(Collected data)

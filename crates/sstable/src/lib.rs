//! # SSTable - Sorted String Table
//!
//! Immutable, on-disk storage files for the ForgeDB storage engine.
//!
//! When the engine flushes, the memtable is drained in key order and written
//! out as one SSTable. SSTables are *write-once, read-many* -- once published
//! they are never modified.
//!
//! ## File layout
//!
//! ```text
//! ┌───────────────────────────────────────────────────────────────┐
//! │ HEADER (8 bytes)                                              │
//! │   magic (u32 = 0x46534442) | count (u32)                      │
//! ├───────────────────────────────────────────────────────────────┤
//! │ DATA REGION (count records, ascending key order)              │
//! │                                                               │
//! │   key_len (u32) | val_len (u32) | tomb (u8) | key | value     │
//! │                                                               │
//! │   Tombstones carry val_len = 0 and no value bytes.            │
//! ├───────────────────────────────────────────────────────────────┤
//! │ SPARSE INDEX (one entry per 32nd record, starting at 0)       │
//! │                                                               │
//! │   index_count (u32)                                           │
//! │   key_len (u32) | key | record_offset (u64)   ... repeated    │
//! ├───────────────────────────────────────────────────────────────┤
//! │ BLOOM FILTER (all keys; m = 2^20 bits, k = 7 taps)            │
//! │                                                               │
//! │   m (u32) | k (u8) | pad (3) | bitset_len (u32) | bitset      │
//! ├───────────────────────────────────────────────────────────────┤
//! │ FOOTER (always last 16 bytes)                                 │
//! │                                                               │
//! │   index_start_offset (u64) | bloom_start_offset (u64)         │
//! └───────────────────────────────────────────────────────────────┘
//! ```
//!
//! All integers are little-endian; offsets are absolute file positions.
//!
//! ## Lookup path
//!
//! A point lookup opens the file, validates header and footer, and checks
//! the bloom filter **before** touching the index: a negative lookup returns
//! without loading the index at all (and still succeeds if the index region
//! is damaged). On a bloom hit the sparse index narrows the scan to the
//! records between two stride points, which are then read sequentially.

mod format;
mod reader;
mod writer;

use std::io;
use thiserror::Error;

pub use format::{
    BLOOM_BITS, BLOOM_HASHES, FOOTER_SIZE, HEADER_SIZE, INDEX_STRIDE, SSTABLE_MAGIC,
};
pub use reader::SsTableReader;
pub use writer::SsTableWriter;

/// Errors from reading or writing SSTable files.
#[derive(Debug, Error)]
pub enum SstError {
    /// A transport-level failure (open, stat, seek, create).
    #[error("io error: {0}")]
    Io(#[from] io::Error),

    /// The file violates the format: bad magic, footer offsets out of range,
    /// index anomalies, invalid bloom parameters, or a short read inside an
    /// expected region.
    #[error("corrupt sstable")]
    Corrupt,
}

/// Outcome of a point lookup against one SSTable.
///
/// `Deleted` is distinct from `NotFound` so the engine can stop walking the
/// stack when it meets a tombstone instead of resurrecting an older value.
#[derive(Debug, Clone, PartialEq, Eq)]
pub enum Lookup {
    /// The key is present with this value.
    Found(Vec<u8>),
    /// The key is present as a tombstone.
    Deleted,
    /// The key is not in this table.
    NotFound,
}

#[cfg(test)]
mod tests;
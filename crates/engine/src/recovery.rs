//! Cold-start recovery: WAL replay and SSTable discovery.

use anyhow::Result;
use memtable::Memtable;
use std::path::{Path, PathBuf};
use wal::WalRecord;

/// Replays the WAL at `path` into `mem`, applying records in append order.
///
/// A missing file is a fresh store and replays nothing.
pub(crate) fn replay_wal_into(path: &Path, mem: &mut Memtable) -> Result<()> {
    for record in wal::replay(path)? {
        match record {
            WalRecord::Put { key, value } => mem.put(&key, &value),
            WalRecord::Delete { key } => mem.delete(&key),
        }
    }
    Ok(())
}

/// Enumerates `*.sst` files in `sst_dir`, returning them newest-first along
/// with the next free table id.
///
/// Basenames are parsed as zero-padded decimal ids; the newest table is the
/// one with the highest id. Files that don't parse are skipped with a
/// warning and take no part in ordering or id allocation.
pub(crate) fn scan_sstables(sst_dir: &Path) -> Result<(Vec<PathBuf>, u64)> {
    let mut tables: Vec<(u64, PathBuf)> = Vec::new();

    for entry in std::fs::read_dir(sst_dir)? {
        let path = entry?.path();
        if path.extension().map_or(true, |e| e != "sst") {
            continue;
        }
        match parse_sst_id(&path) {
            Some(id) => tables.push((id, path)),
            None => {
                tracing::warn!(path = %path.display(), "ignoring unparseable sstable name");
            }
        }
    }

    let next_id = tables.iter().map(|(id, _)| *id).max().unwrap_or(0) + 1;

    // Newest first.
    tables.sort_by(|a, b| b.0.cmp(&a.0));
    let paths = tables.into_iter().map(|(_, p)| p).collect();

    Ok((paths, next_id))
}

/// Removes leftover `.sst.tmp` files from interrupted flushes. Best-effort;
/// a tmp file that survives is ignored anyway because it was never renamed.
pub(crate) fn remove_stale_tmp_files(sst_dir: &Path) {
    let Ok(entries) = std::fs::read_dir(sst_dir) else {
        return;
    };
    for entry in entries.flatten() {
        let path = entry.path();
        let is_tmp = path
            .file_name()
            .and_then(|n| n.to_str())
            .is_some_and(|n| n.ends_with(".sst.tmp"));
        if is_tmp {
            tracing::warn!(path = %path.display(), "removing stale sstable temp file");
            let _ = std::fs::remove_file(&path);
        }
    }
}

/// Parses `NNNNNN.sst` into its numeric id.
fn parse_sst_id(path: &Path) -> Option<u64> {
    path.file_stem()?.to_str()?.parse().ok()
}
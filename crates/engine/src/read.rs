//! Read path: `get()`.
//!
//! Point lookups check the memtable first (freshest data, including
//! tombstones), then walk the SSTable stack newest-first. The first table to
//! answer `Found` or `Deleted` wins -- the short-circuit on `Deleted` is what
//! keeps a resurrected value in an older table from leaking out.

use sstable::{Lookup, SsTableReader};

use crate::Db;

impl Db {
    /// Looks up a key, returning a copy of its value or `None` if the key is
    /// absent or deleted.
    ///
    /// An SSTable that fails to read is logged and treated as not containing
    /// the key; the walk continues with the next-older table.
    #[must_use]
    pub fn get(&self, key: &[u8]) -> Option<Vec<u8>> {
        // 1) Memtable. A tombstone here shadows everything on disk.
        if let Some(entry) = self.mem.get_entry(key) {
            if entry.tombstone {
                return None;
            }
            return Some(entry.value);
        }

        // 2) SSTables, newest -> oldest.
        for path in &self.sstables {
            match SsTableReader::get(path, key) {
                Ok(Lookup::Found(value)) => return Some(value),
                Ok(Lookup::Deleted) => return None,
                Ok(Lookup::NotFound) => continue,
                Err(e) => {
                    tracing::warn!(
                        table = %path.display(),
                        error = %e,
                        "sstable unreadable during get; skipping"
                    );
                    continue;
                }
            }
        }

        None
    }
}
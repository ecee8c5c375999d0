//! # WAL — Write-Ahead Log
//!
//! Provides crash-safe durability for the ForgeDB storage engine.
//!
//! Every mutation (`PUT` or `DELETE`) is serialized into a binary record and
//! appended to the WAL **before** the corresponding in-memory update. On
//! restart the WAL is replayed to reconstruct the memtable, guaranteeing that
//! no acknowledged write is lost.
//!
//! ## Binary Record Format
//!
//! ```text
//! [op: u8][key_len: u32 LE][val_len: u32 LE][key bytes][value bytes]
//! ```
//!
//! `op` is `0` for Put and `1` for Delete. Delete records carry
//! `val_len = 0` and no value bytes. There is no framing and no checksum;
//! corruption is detected structurally (unknown op byte, truncation inside a
//! record).
//!
//! ## Durability
//!
//! Appends go through a 64 KiB userspace buffer which is flushed to the OS
//! before the append returns. There is deliberately no per-record fsync: a
//! process crash loses nothing that was acknowledged, while whole-machine
//! durability is left to the page cache. Callers needing stronger guarantees
//! can fsync the file themselves.
//!
//! ## Example
//!
//! ```rust,no_run
//! use wal::{replay, Wal};
//!
//! let w = Wal::open("forge.wal").unwrap();
//! w.append_put(b"hello", b"world").unwrap();
//! w.close().unwrap();
//!
//! for rec in replay("forge.wal").unwrap() {
//!     println!("{:?}", rec);
//! }
//! ```

use byteorder::{LittleEndian, ReadBytesExt, WriteBytesExt};
use std::fs::{File, OpenOptions};
use std::io::{self, BufReader, BufWriter, Read, Write};
use std::path::Path;
use std::sync::Mutex;

use thiserror::Error;

const OP_PUT: u8 = 0;
const OP_DELETE: u8 = 1;

/// Size of the append-side write buffer.
const WRITE_BUF_SIZE: usize = 64 * 1024;

/// A single WAL record: either a key-value insertion or a deletion.
#[derive(Debug, Clone, PartialEq, Eq)]
pub enum WalRecord {
    /// A key-value insertion.
    Put { key: Vec<u8>, value: Vec<u8> },
    /// A key deletion (tombstone).
    Delete { key: Vec<u8> },
}

/// Errors that can occur during WAL operations.
#[derive(Debug, Error)]
pub enum WalError {
    /// An underlying I/O error.
    #[error("io error: {0}")]
    Io(#[from] io::Error),

    /// A record was truncated mid-way or contained an unknown op byte.
    #[error("corrupt wal record")]
    Corrupt,
}

/// Append-only WAL handle.
///
/// Appends are serialized by an internal mutex so that each record reaches
/// the file as one contiguous unit even if the single-writer assumption is
/// violated. The buffer is flushed before every append returns; that flush
/// is the durability point the engine relies on.
pub struct Wal {
    writer: Mutex<BufWriter<File>>,
}

impl Wal {
    /// Opens (or creates) a WAL file in append mode.
    pub fn open<P: AsRef<Path>>(path: P) -> Result<Self, WalError> {
        let file = OpenOptions::new()
            .create(true)
            .append(true)
            .open(path)?;
        Ok(Self {
            writer: Mutex::new(BufWriter::with_capacity(WRITE_BUF_SIZE, file)),
        })
    }

    /// Appends a Put record and flushes the write buffer.
    pub fn append_put(&self, key: &[u8], value: &[u8]) -> Result<(), WalError> {
        let mut w = self.lock()?;
        w.write_u8(OP_PUT)?;
        w.write_u32::<LittleEndian>(key.len() as u32)?;
        w.write_u32::<LittleEndian>(value.len() as u32)?;
        w.write_all(key)?;
        if !value.is_empty() {
            w.write_all(value)?;
        }
        w.flush()?;
        Ok(())
    }

    /// Appends a Delete record (`val_len = 0`) and flushes the write buffer.
    pub fn append_delete(&self, key: &[u8]) -> Result<(), WalError> {
        let mut w = self.lock()?;
        w.write_u8(OP_DELETE)?;
        w.write_u32::<LittleEndian>(key.len() as u32)?;
        w.write_u32::<LittleEndian>(0)?;
        w.write_all(key)?;
        w.flush()?;
        Ok(())
    }

    /// Flushes any buffered bytes and closes the file.
    pub fn close(self) -> Result<(), WalError> {
        let mut w = self
            .writer
            .into_inner()
            .map_err(|e| io::Error::new(io::ErrorKind::Other, e.to_string()))?;
        w.flush()?;
        Ok(())
    }

    fn lock(&self) -> Result<std::sync::MutexGuard<'_, BufWriter<File>>, WalError> {
        self.writer
            .lock()
            .map_err(|e| WalError::Io(io::Error::new(io::ErrorKind::Other, e.to_string())))
    }
}

/// Replays a WAL file, returning its records in append order.
///
/// A missing file yields the empty sequence -- that is the normal case for a
/// fresh store. A clean EOF at a record boundary terminates replay
/// successfully; an unknown op byte or truncation inside a record is
/// [`WalError::Corrupt`].
pub fn replay<P: AsRef<Path>>(path: P) -> Result<Vec<WalRecord>, WalError> {
    let file = match File::open(path) {
        Ok(f) => f,
        Err(e) if e.kind() == io::ErrorKind::NotFound => return Ok(Vec::new()),
        Err(e) => return Err(e.into()),
    };
    replay_from(BufReader::with_capacity(WRITE_BUF_SIZE, file))
}

/// Replays records from any `Read` implementor.
///
/// Useful for unit tests that supply an in-memory buffer.
pub fn replay_from<R: Read>(mut r: R) -> Result<Vec<WalRecord>, WalError> {
    let mut out = Vec::new();

    loop {
        // A clean EOF is only legal here, before a record starts.
        let mut op = [0u8; 1];
        match r.read_exact(&mut op) {
            Ok(()) => {}
            Err(e) if e.kind() == io::ErrorKind::UnexpectedEof => return Ok(out),
            Err(e) => return Err(e.into()),
        }
        let op = op[0];

        let key_len = r.read_u32::<LittleEndian>().map_err(|_| WalError::Corrupt)?;
        let val_len = r.read_u32::<LittleEndian>().map_err(|_| WalError::Corrupt)?;

        let mut key = vec![0u8; key_len as usize];
        r.read_exact(&mut key).map_err(|_| WalError::Corrupt)?;

        let mut value = Vec::new();
        if val_len > 0 {
            value = vec![0u8; val_len as usize];
            r.read_exact(&mut value).map_err(|_| WalError::Corrupt)?;
        }

        match op {
            OP_PUT => out.push(WalRecord::Put { key, value }),
            OP_DELETE => out.push(WalRecord::Delete { key }),
            _ => return Err(WalError::Corrupt),
        }
    }
}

• _Your instructions_:
Only one stretch of the records above is wanted: the lines between the one holding "read inside an" and the one holding "use anyhow::Result;", inclusive, reproduced exactly.

• _Response box_:
    /// index anomalies, invalid bloom parameters, or a short read inside an
    /// expected region.
    #[error("corrupt sstable")]
    Corrupt,
}

/// Outcome of a point lookup against one SSTable.
///
/// `Deleted` is distinct from `NotFound` so the engine can stop walking the
/// stack when it meets a tombstone instead of resurrecting an older value.
#[derive(Debug, Clone, PartialEq, Eq)]
pub enum Lookup {
    /// The key is present with this value.
    Found(Vec<u8>),
    /// The key is present as a tombstone.
    Deleted,
    /// The key is not in this table.
    NotFound,
}

#[cfg(test)]
mod tests;
filename crates/engine/src/recovery.rs
//! Cold-start recovery: WAL replay and SSTable discovery.

use anyhow::Result;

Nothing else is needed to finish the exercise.